TASK DIRECTIONS:
Examine each line of the data. Copy the line if it includes the word "self".

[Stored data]
<<<<

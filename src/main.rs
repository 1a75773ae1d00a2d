//! Comet Ring entry point
//!
//! Launches one comet per player and drives the engine from a repeating
//! timer until both comets have stopped.

use std::io;
use std::ops::ControlFlow;
use std::path::PathBuf;
use std::sync::{Arc, Mutex};
use std::time::Duration;

use anyhow::{Context, Result};
use clap::{Parser, ValueEnum};

use comet_ring::platform::{RepeatingTimer, TickClock};
use comet_ring::renderer::{ConsoleSink, FrameSink, NullSink, Palette, RingLayoutSink};
use comet_ring::sim::{Player, SimulationEngine};
use comet_ring::{RingConfig, Scoreboard};

#[derive(Parser, Debug)]
#[command(author, version, about, long_about = None)]
struct Args {
    /// JSON config file (defaults are used when omitted)
    #[arg(short, long)]
    config: Option<PathBuf>,

    /// Tick period in seconds
    #[arg(short, long)]
    interval: Option<f64>,

    /// Seed for launch speed jitter
    #[arg(long)]
    seed: Option<u64>,

    /// Launch speed jitter (+/- nodes per second)
    #[arg(long)]
    jitter: Option<f64>,

    /// How frames are drawn
    #[arg(short, long, value_enum, default_value = "line")]
    layout: Layout,

    /// Truecolor glyphs instead of palette digits (line layout)
    #[arg(long)]
    ansi: bool,

    /// Clear the terminal before each frame (line layout)
    #[arg(long)]
    clear: bool,

    /// Give up after this many ticks
    #[arg(long, default_value_t = 10_000)]
    max_ticks: u64,

    /// Start position of player one's comet
    #[arg(long, default_value_t = 0.0)]
    start_one: f64,

    /// Start position of player two's comet
    #[arg(long, default_value_t = 0.0)]
    start_two: f64,
}

#[derive(ValueEnum, Clone, Copy, Debug)]
enum Layout {
    Line,
    Ring,
    Headless,
}

/// Everything one session mutates, owned by the timer callback
struct Session {
    engine: SimulationEngine,
    sink: Box<dyn FrameSink + Send>,
    clock: TickClock,
    scoreboard: Scoreboard,
    max_ticks: u64,
}

impl Session {
    fn step(&mut self) -> ControlFlow<()> {
        let elapsed = self.clock.elapsed();
        self.engine.tick(elapsed, self.sink.as_mut());
        self.scoreboard.record_all(&self.engine.drain_events());

        if self.engine.is_idle() {
            log::info!("All comets resolved after {} ticks", self.engine.tick_count());
            return ControlFlow::Break(());
        }
        if self.engine.tick_count() >= self.max_ticks {
            log::warn!("Stopping at tick limit ({})", self.max_ticks);
            return ControlFlow::Break(());
        }
        ControlFlow::Continue(())
    }
}

fn load_config(args: &Args) -> Result<RingConfig> {
    let mut config = match &args.config {
        Some(path) => RingConfig::load(path)
            .with_context(|| format!("loading config {}", path.display()))?,
        None => RingConfig::default(),
    };

    if let Some(interval) = args.interval {
        config.tick_interval_secs = interval;
    }
    if let Some(seed) = args.seed {
        config.seed = seed;
    }
    if let Some(jitter) = args.jitter {
        config.launch_jitter = jitter;
    }
    config.validate().context("invalid configuration")?;
    Ok(config)
}

fn build_sink(args: &Args, config: &RingConfig) -> Box<dyn FrameSink + Send> {
    let palette = Palette::from_config(config);
    match args.layout {
        Layout::Line => Box::new(
            ConsoleSink::new(io::stdout(), palette)
                .with_ansi(args.ansi)
                .with_clear(args.clear),
        ),
        Layout::Ring => {
            let radius = (config.num_nodes as f32 / std::f32::consts::TAU).max(4.0);
            Box::new(RingLayoutSink::new(io::stdout(), palette, radius))
        }
        Layout::Headless => Box::new(NullSink),
    }
}

fn main() -> Result<()> {
    env_logger::init();
    let args = Args::parse();

    let config = load_config(&args)?;
    let interval = Duration::from_secs_f64(config.tick_interval_secs);
    let sink = build_sink(&args, &config);

    let mut engine = SimulationEngine::new(config).context("building engine")?;
    log::info!(
        "Comet Ring starting ({} nodes, {} domes, tick {:?})",
        engine.ring().num_nodes(),
        engine.domes().len(),
        interval
    );
    engine.launch(Player::One, args.start_one);
    engine.launch(Player::Two, args.start_two);

    let session = Arc::new(Mutex::new(Session {
        engine,
        sink,
        clock: TickClock::new(),
        scoreboard: Scoreboard::new(),
        max_ticks: args.max_ticks,
    }));

    let worker = Arc::clone(&session);
    let mut timer = RepeatingTimer::start(interval, move || match worker.lock() {
        Ok(mut session) => session.step(),
        Err(_) => ControlFlow::Break(()),
    });
    timer.join();

    let session = session
        .lock()
        .map_err(|_| anyhow::anyhow!("session state poisoned"))?;
    for player in [Player::One, Player::Two] {
        let tally = session.scoreboard.tally(player);
        println!(
            "Player {}: {} hit(s), {} miss(es), {} dome(s) held",
            player.number(),
            tally.hits,
            tally.misses,
            session.scoreboard.domes_owned(player)
        );
    }
    match session.scoreboard.leader() {
        Some(player) => println!("Player {} leads", player.number()),
        None => println!("Tied"),
    }

    Ok(())
}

>>>>

RESPONSE AREA:
    fn step(&mut self) -> ControlFlow<()> {
        let elapsed = self.clock.elapsed();
        self.engine.tick(elapsed, self.sink.as_mut());
        self.scoreboard.record_all(&self.engine.drain_events());
        if self.engine.is_idle() {
            log::info!("All comets resolved after {} ticks", self.engine.tick_count());
        if self.engine.tick_count() >= self.max_ticks {
            log::warn!("Stopping at tick limit ({})", self.max_ticks);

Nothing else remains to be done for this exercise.